I Will Crawl to Raleigh If I Have To picks up mid-story as a teen (or tween, I likewise cannot remember) prepares to stop by her boyfriend’s house on the way to a road trip vacation to break it off. The reason: he loves her too much and is ultimately too good to her. The real reason: she wanted to be in a relationship just to be in one and didn’t seem to understand the human interaction component that comes with it – or the fact that this guy just isn’t right for her. Relatable: sadly, yes. Most of us will flash back to our own whiny teenage days and feel pangs of uncomfortable self-loathing. Hopefully while most of the audience has moved beyond the blatant, unthinking self-centeredness, the regression of the admittedly well captured narrative isn’t an enjoyable literary experience. It just leaves us forlorn, again, because the world can be bloody vicious sometimes – you know, in case you’d forgotten.

Some of the more mundane, or at least not-quite-there stories, are outweighed by some of the more biting ones. In Pearl And the Swiss Guy Fall In Love a one-night stand turns into instant love which turns into moving in (later the same day) which turns into a slow story of torture. The only funny story in the collection, the dark humor of infatuation sliding into slow repugnance highlighted by a bizarre lodger and the patently annoying habits of a post-crush are tongue-and-cheek. It’s still brutal in a here’s how we let each other down way, yet readers will feel an uncomfortable connection that is both amusing and a bit of a downer. Still, good story.

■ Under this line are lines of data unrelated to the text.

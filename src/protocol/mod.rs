//! # BlueFlyVario Command Protocol
//!
//! Outbound side of the BlueFlyVario ASCII protocol.
//!
//! This module handles:
//! - Command and parameter definitions (`$BFL 20*`, `$BST*`, ...)
//! - Typed value conversion and range validation
//! - Frame serialization, including PMTK sentences for the GPS module
//! - PMTK XOR checksum calculation

pub mod checksum;
pub mod definition;
pub mod encoder;
pub mod registry;
pub mod value;
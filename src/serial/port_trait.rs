//! Trait abstraction for serial port operations to enable testing

use async_trait::async_trait;
use std::io;
use tokio::io::{AsyncBufReadExt, AsyncRead, AsyncWrite, AsyncWriteExt, BufReader};

/// Trait for line oriented serial port I/O
#[async_trait]
pub trait SerialPortIO: Send {
    /// Write all data to the port
    async fn write_all(&mut self, data: &[u8]) -> io::Result<()>;

    /// Flush the output buffer
    async fn flush(&mut self) -> io::Result<()>;

    /// Append bytes up to and including the next `\n` to `buf`
    ///
    /// Returns the number of bytes read, 0 at end of stream. Bytes read before
    /// the future is dropped stay in `buf`.
    async fn read_line(&mut self, buf: &mut Vec<u8>) -> io::Result<usize>;
}

/// Buffered wrapper around any async byte stream
pub struct StreamPort<S> {
    stream: BufReader<S>,
}

/// The port used with real hardware
pub type TokioSerialPort = StreamPort<tokio_serial::SerialStream>;

impl<S: AsyncRead + AsyncWrite + Unpin + Send> StreamPort<S> {
    pub fn new(stream: S) -> Self {
        Self {
            stream: BufReader::new(stream),
        }
    }
}

#[async_trait]
impl<S: AsyncRead + AsyncWrite + Unpin + Send> SerialPortIO for StreamPort<S> {
    async fn write_all(&mut self, data: &[u8]) -> io::Result<()> {
        AsyncWriteExt::write_all(&mut self.stream, data).await
    }

    async fn flush(&mut self) -> io::Result<()> {
        AsyncWriteExt::flush(&mut self.stream).await
    }

    async fn read_line(&mut self, buf: &mut Vec<u8>) -> io::Result<usize> {
        self.stream.read_until(b'\n', buf).await
    }
}


#[cfg(test)]
mod tests {
    use super::*;
    use tokio_test::io::Builder;

    #[tokio::test]
    async fn test_stream_port_reads_lines() {
        let stream = Builder::new().read(b"PRS 18BCD\r\nTMP 215\r\n").build();
        let mut port = StreamPort::new(stream);

        let mut line = Vec::new();
        assert_eq!(port.read_line(&mut line).await.unwrap(), 11);
        assert_eq!(line, b"PRS 18BCD\r\n");

        line.clear();
        port.read_line(&mut line).await.unwrap();
        assert_eq!(line, b"TMP 215\r\n");

        line.clear();
        assert_eq!(port.read_line(&mut line).await.unwrap(), 0);
    }

    #[tokio::test]
    async fn test_stream_port_writes() {
        let stream = Builder::new().write(b"$BST*\r\n").build();
        let mut port = StreamPort::new(stream);

        port.write_all(b"$BST*\r\n").await.unwrap();
        port.flush().await.unwrap();
    }
}
//! # PMTK LOCUS Log Decoder
//!
//! Decodes the GPS log dump the vario's MTK GPS module emits after
//! `$PMTK622,0*28` (query locus data).
//!
//! A dump is a sequence of `$PMTKLOX` sentences:
//!
//! ```text
//! $PMTKLOX,0,86*67                      start, 86 data lines follow
//! $PMTKLOX,1,0,0100010B,7F000000,...*2E data line 0, 8 hex digits per word
//! ...
//! $PMTKLOX,2*47                         end
//! ```
//!
//! Every 4 data words form one record, of which the first 15 bytes are:
//!
//! | Bytes | Field | Encoding |
//! |-------|-------|----------|
//! | 0-3 | UTC time | u32 LE, UNIX seconds |
//! | 4 | Fix quality | u8 |
//! | 5-8 | Latitude | f32 LE, degrees |
//! | 9-12 | Longitude | f32 LE, degrees |
//! | 13-14 | Height | u16 LE, meters |
//!
//! A dump is written to two sinks: the raw sentences, and one CSV row per
//! record with a fix quality of 2.

use std::fs::{self, File};
use std::io::{self, BufWriter, Write};
use std::path::{Path, PathBuf};

use chrono::DateTime;
use serde::Serialize;
use tracing::{debug, info, warn};

use crate::error::{BfvError, Result};

/// Sentence carrying LOCUS log data
pub const LOCUS_SENTENCE: &str = "$PMTKLOX";

/// Data words concatenated into one record
pub const LOCUS_WORDS_PER_RECORD: usize = 4;

/// Bytes of a record that carry data
pub const LOCUS_RECORD_SIZE: usize = 15;

/// Fix quality of records written to the CSV sink
pub const LOCUS_CSV_FIX: u8 = 2;

/// Raw sentence log file name
pub const RAW_LOG_FILE_NAME: &str = "locus_record.mtk";

/// CSV file name
pub const CSV_FILE_NAME: &str = "locus_record.csv";

/// Index of the first data word in a `$PMTKLOX,1,<line>,...` sentence
const FIRST_DATA_FIELD: usize = 3;

/// One decoded LOCUS record
#[derive(Debug, Clone, Copy, PartialEq)]
pub struct LocusRecord {
    /// UTC time in UNIX seconds
    pub timestamp: u32,

    /// Fix quality reported by the GPS
    pub fix: u8,

    /// Latitude in degrees
    pub latitude: f32,

    /// Longitude in degrees
    pub longitude: f32,

    /// Height in meters
    pub height: i32,
}

impl LocusRecord {
    /// Decode a record from its binary layout
    ///
    /// # Errors
    ///
    /// Returns error if fewer than [`LOCUS_RECORD_SIZE`] bytes are given.
    pub fn from_bytes(bytes: &[u8]) -> Result<Self> {
        if bytes.len() < LOCUS_RECORD_SIZE {
            return Err(BfvError::Locus(format!(
                "record too short: expected {} bytes, got {}",
                LOCUS_RECORD_SIZE,
                bytes.len()
            )));
        }

        Ok(Self {
            timestamp: u32::from_le_bytes([bytes[0], bytes[1], bytes[2], bytes[3]]),
            fix: bytes[4],
            latitude: f32::from_le_bytes([bytes[5], bytes[6], bytes[7], bytes[8]]),
            longitude: f32::from_le_bytes([bytes[9], bytes[10], bytes[11], bytes[12]]),
            height: i32::from_le_bytes([bytes[13], bytes[14], 0, 0]),
        })
    }

    /// Decode a record from concatenated hex words
    pub fn from_hex(record_hex: &str) -> Result<Self> {
        let bytes = hex::decode(record_hex)
            .map_err(|e| BfvError::Locus(format!("invalid hex record {:?}: {}", record_hex, e)))?;
        Self::from_bytes(&bytes)
    }

    /// UTC time as ISO 8601, e.g. `2023-11-14T22:13:20Z`
    pub fn iso_time(&self) -> String {
        DateTime::from_timestamp(i64::from(self.timestamp), 0)
            .map(|t| t.format("%Y-%m-%dT%H:%M:%SZ").to_string())
            .unwrap_or_default()
    }
}

/// CSV row `timestamp,iso_time,fix,lat,lon,height`
#[derive(Debug, Serialize)]
struct CsvRow {
    timestamp: u32,
    time: String,
    fix: u8,
    latitude: f32,
    longitude: f32,
    height: i32,
}

impl From<&LocusRecord> for CsvRow {
    fn from(record: &LocusRecord) -> Self {
        Self {
            timestamp: record.timestamp,
            time: record.iso_time(),
            fix: record.fix,
            latitude: record.latitude,
            longitude: record.longitude,
            height: record.height,
        }
    }
}

/// Header-less CSV writer with `\n` line ends
fn csv_writer<W: Write>(inner: W) -> csv::Writer<W> {
    csv::WriterBuilder::new()
        .has_headers(false)
        .terminator(csv::Terminator::Any(b'\n'))
        .from_writer(inner)
}

/// The two outputs of a LOCUS dump
pub struct LocusSinks {
    /// Raw `$PMTKLOX` sentences
    pub raw: Box<dyn Write + Send>,

    /// Decoded CSV rows
    pub csv: Box<dyn Write + Send>,
}

/// Opens the sinks of a new LOCUS dump
pub trait SinkFactory: Send {
    /// Open both sinks
    fn open(&mut self) -> io::Result<LocusSinks>;
}

/// Writes a dump to `locus_record.mtk` and `locus_record.csv`
///
/// Each dump replaces the files of the previous one.
#[derive(Debug, Clone)]
pub struct FileSinkFactory {
    dir: PathBuf,
}

impl FileSinkFactory {
    /// Write dumps into `dir` (created if missing)
    pub fn new<P: AsRef<Path>>(dir: P) -> Self {
        Self {
            dir: dir.as_ref().to_path_buf(),
        }
    }

    /// Path of the raw sentence log
    pub fn raw_path(&self) -> PathBuf {
        self.dir.join(RAW_LOG_FILE_NAME)
    }

    /// Path of the CSV file
    pub fn csv_path(&self) -> PathBuf {
        self.dir.join(CSV_FILE_NAME)
    }
}

impl SinkFactory for FileSinkFactory {
    fn open(&mut self) -> io::Result<LocusSinks> {
        fs::create_dir_all(&self.dir)?;
        let raw = File::create(self.raw_path())?;
        let csv = File::create(self.csv_path())?;

        Ok(LocusSinks {
            raw: Box::new(BufWriter::new(raw)),
            csv: Box::new(BufWriter::new(csv)),
        })
    }
}

/// An open dump; both sinks are flushed when it is dropped
struct LocusSession {
    raw: Box<dyn Write + Send>,
    csv: csv::Writer<Box<dyn Write + Send>>,
    rows_written: usize,
}

impl LocusSession {
    fn new(sinks: LocusSinks) -> Self {
        Self {
            raw: sinks.raw,
            csv: csv_writer(sinks.csv),
            rows_written: 0,
        }
    }

    fn write_raw(&mut self, line: &str) -> io::Result<()> {
        writeln!(self.raw, "{}", line)
    }

    fn write_row(&mut self, record: &LocusRecord) -> io::Result<()> {
        self.csv.serialize(CsvRow::from(record))?;
        self.rows_written += 1;
        Ok(())
    }

    fn flush(&mut self) -> io::Result<()> {
        self.raw.flush()?;
        self.csv.flush()
    }

    /// Flush both sinks, reporting failures, then release them
    fn close(mut self) -> io::Result<usize> {
        self.flush()?;
        Ok(self.rows_written)
    }
}

impl Drop for LocusSession {
    fn drop(&mut self) {
        if let Err(e) = self.flush() {
            warn!("Failed to flush LOCUS sinks: {}", e);
        }
    }
}

/// What a `$PMTK` line did to the LOCUS decoder
#[derive(Debug, Clone, Copy, PartialEq, Eq)]
pub enum LocusEvent {
    /// Dump started, sinks opened
    SessionOpened,

    /// Data line decoded
    Records {
        /// Records found in the line
        decoded: usize,
        /// Records written to the CSV sink
        logged: usize,
    },

    /// Dump finished, sinks closed
    SessionClosed {
        /// CSV rows written during the dump
        rows: usize,
    },

    /// Not a LOCUS sentence, or an unknown sub-mode
    Ignored,
}

/// Decoder for `$PMTKLOX` sentences
pub struct LocusDecoder {
    factory: Box<dyn SinkFactory>,
    session: Option<LocusSession>,
}

impl std::fmt::Debug for LocusDecoder {
    fn fmt(&self, f: &mut std::fmt::Formatter<'_>) -> std::fmt::Result {
        f.debug_struct("LocusDecoder")
            .field("session_open", &self.session.is_some())
            .finish_non_exhaustive()
    }
}

impl LocusDecoder {
    /// Create a decoder writing through `factory`
    pub fn new<F: SinkFactory + 'static>(factory: F) -> Self {
        Self {
            factory: Box::new(factory),
            session: None,
        }
    }

    /// Create a decoder writing files into `dir`
    pub fn with_output_dir<P: AsRef<Path>>(dir: P) -> Self {
        Self::new(FileSinkFactory::new(dir))
    }

    /// Whether a dump is in progress
    pub fn is_session_open(&self) -> bool {
        self.session.is_some()
    }

    /// Decode one `$PMTK...` line
    ///
    /// # Arguments
    ///
    /// * `line` - Sentence including the `*checksum` suffix, without line end
    ///
    /// # Returns
    ///
    /// * `Result<LocusEvent>` - What the line did
    ///
    /// # Errors
    ///
    /// Returns error if:
    /// - The sub-mode field is missing
    /// - A data record is not valid hex or is too short
    /// - A data or end line arrives without an open dump
    /// - A sink cannot be opened, written or flushed
    ///
    /// Nothing is written for a data line that fails to decode.
    pub fn decode_line(&mut self, line: &str) -> Result<LocusEvent> {
        let body = line.split('*').next().unwrap_or(line);
        let fields: Vec<&str> = body.split(',').collect();

        if fields[0] != LOCUS_SENTENCE {
            debug!("Ignoring PMTK sentence: {}", line);
            return Ok(LocusEvent::Ignored);
        }

        let mode = fields
            .get(1)
            .ok_or_else(|| BfvError::Locus(format!("missing sub-mode in {:?}", line)))?;

        match *mode {
            "0" => self.begin(line),
            "1" => self.data(line, &fields),
            "2" => self.end(line),
            other => {
                debug!("Ignoring LOCUS sub-mode {}", other);
                Ok(LocusEvent::Ignored)
            }
        }
    }

    /// Close an unfinished dump, flushing both sinks
    ///
    /// Does nothing if no dump is in progress.
    pub fn close_session(&mut self) -> Result<()> {
        if let Some(session) = self.session.take() {
            let rows = session.close()?;
            info!("Closed unfinished LOCUS dump after {} rows", rows);
        }
        Ok(())
    }

    fn begin(&mut self, line: &str) -> Result<LocusEvent> {
        if self.session.is_some() {
            warn!("LOCUS dump restarted before it ended, closing previous dump");
            self.close_session()?;
        }

        let mut session = LocusSession::new(self.factory.open()?);
        session.write_raw(line)?;
        self.session = Some(session);

        info!("LOCUS dump started");
        Ok(LocusEvent::SessionOpened)
    }

    fn data(&mut self, line: &str, fields: &[&str]) -> Result<LocusEvent> {
        let words = fields.get(FIRST_DATA_FIELD..).unwrap_or(&[]);

        let mut records = Vec::with_capacity(words.len() / LOCUS_WORDS_PER_RECORD);
        for chunk in words.chunks(LOCUS_WORDS_PER_RECORD) {
            if chunk.len() < LOCUS_WORDS_PER_RECORD {
                debug!("Ignoring {} trailing LOCUS words", chunk.len());
                break;
            }
            records.push(LocusRecord::from_hex(&chunk.concat())?);
        }

        let session = self
            .session
            .as_mut()
            .ok_or_else(|| BfvError::Locus("data line without an open dump".to_string()))?;

        let mut logged = 0;
        for record in records.iter().filter(|r| r.fix == LOCUS_CSV_FIX) {
            session.write_row(record)?;
            logged += 1;
        }
        session.write_raw(line)?;

        debug!("LOCUS line: {} records, {} logged", records.len(), logged);
        Ok(LocusEvent::Records {
            decoded: records.len(),
            logged,
        })
    }

    fn end(&mut self, line: &str) -> Result<LocusEvent> {
        let mut session = self
            .session
            .take()
            .ok_or_else(|| BfvError::Locus("end line without an open dump".to_string()))?;

        session.write_raw(line)?;
        let rows = session.close()?;

        info!("LOCUS dump finished, {} rows written", rows);
        Ok(LocusEvent::SessionClosed { rows })
    }
}

#[cfg(test)]
pub(crate) mod mocks {
    use super::*;
    use std::sync::{Arc, Mutex};

    /// Write target shared with the test
    #[derive(Clone, Default)]
    pub struct SharedBuffer(pub Arc<Mutex<Vec<u8>>>);

    impl SharedBuffer {
        pub fn contents(&self) -> String {
            String::from_utf8(self.0.lock().unwrap().clone()).unwrap()
        }
    }

    impl Write for SharedBuffer {
        fn write(&mut self, buf: &[u8]) -> io::Result<usize> {
            self.0.lock().unwrap().extend_from_slice(buf);
            Ok(buf.len())
        }

        fn flush(&mut self) -> io::Result<()> {
            Ok(())
        }
    }

    /// Writer that fails every write
    pub struct FailingWriter;

    impl Write for FailingWriter {
        fn write(&mut self, _buf: &[u8]) -> io::Result<usize> {
            Err(io::Error::new(io::ErrorKind::Other, "Mock write error"))
        }

        fn flush(&mut self) -> io::Result<()> {
            Ok(())
        }
    }

    /// In-memory sinks; every open appends to the same buffers
    #[derive(Clone, Default)]
    pub struct MemorySinkFactory {
        pub raw: SharedBuffer,
        pub csv: SharedBuffer,
        pub opens: Arc<Mutex<usize>>,
        pub fail_writes: bool,
    }

    impl MemorySinkFactory {
        pub fn open_count(&self) -> usize {
            *self.opens.lock().unwrap()
        }
    }

    impl SinkFactory for MemorySinkFactory {
        fn open(&mut self) -> io::Result<LocusSinks> {
            *self.opens.lock().unwrap() += 1;
            if self.fail_writes {
                return Ok(LocusSinks {
                    raw: Box::new(FailingWriter),
                    csv: Box::new(FailingWriter),
                });
            }
            Ok(LocusSinks {
                raw: Box::new(self.raw.clone()),
                csv: Box::new(self.csv.clone()),
            })
        }
    }

    /// Encode a record the way the GPS module does (16 bytes, 4 words)
    pub fn record_words(timestamp: u32, fix: u8, lat: f32, lon: f32, height: u16) -> Vec<String> {
        let mut bytes = Vec::with_capacity(16);
        bytes.extend_from_slice(&timestamp.to_le_bytes());
        bytes.push(fix);
        bytes.extend_from_slice(&lat.to_le_bytes());
        bytes.extend_from_slice(&lon.to_le_bytes());
        bytes.extend_from_slice(&height.to_le_bytes());
        bytes.push(bytes.iter().fold(0u8, |acc, b| acc ^ b));

        hex::encode_upper(&bytes)
            .as_bytes()
            .chunks(8)
            .map(|c| String::from_utf8(c.to_vec()).unwrap())
            .collect()
    }

    /// Build a `$PMTKLOX,1` data line
    pub fn data_line(index: usize, words: &[String]) -> String {
        format!("$PMTKLOX,1,{},{}*00", index, words.join(","))
    }
}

In My Humans, my personal favorite story in the collection, a new girlfriend forces her distinctly anti-animal boyfriend to get a dog. The boyfriend goes from disliking the dog (he thinks it’s disgusting) to slowly and surely bonding. Along the way, the dog witnesses what is obviously cheating as the girlfriend, stuck on an old lover, leaves her paramour alone with the unwanted canine. The way smell is used here to signify trust and the ways it can be eroding, the way betrayal etches itself on the skin, is highly effecting and darkly inspired. And yes, depressing. This is the story that keeps echoing back in my mind, at least its sadness which is more effecting than the agony portrayed for its own “artistic” sake. Thanks to the bond between man and animal, there’s even a little hope.

The final story in the compilation, Barbara the Slut, follows a brilliant high school student who despite all her promise and intelligence is shunned for her sex rules – i.e. that she only sleeps with someone one time (and is therefore, always moving onward to a new conquest.) I’m not sure what the story is trying to say (other than the obvious “stop slut shaming”) but there is something else here, distinctly. There’s more of a soft humanity here and a desire for sympathy with those whom we don’t understand or whom we perceive to be flawed. We don’t get an explanation really for Barbara’s rules or ways and despite her stranger behavior, something about her fragility and loneliness is oddly appealing and makes readers want to get protective. Oh, and in case you hadn’t already guessed – it’s depressing.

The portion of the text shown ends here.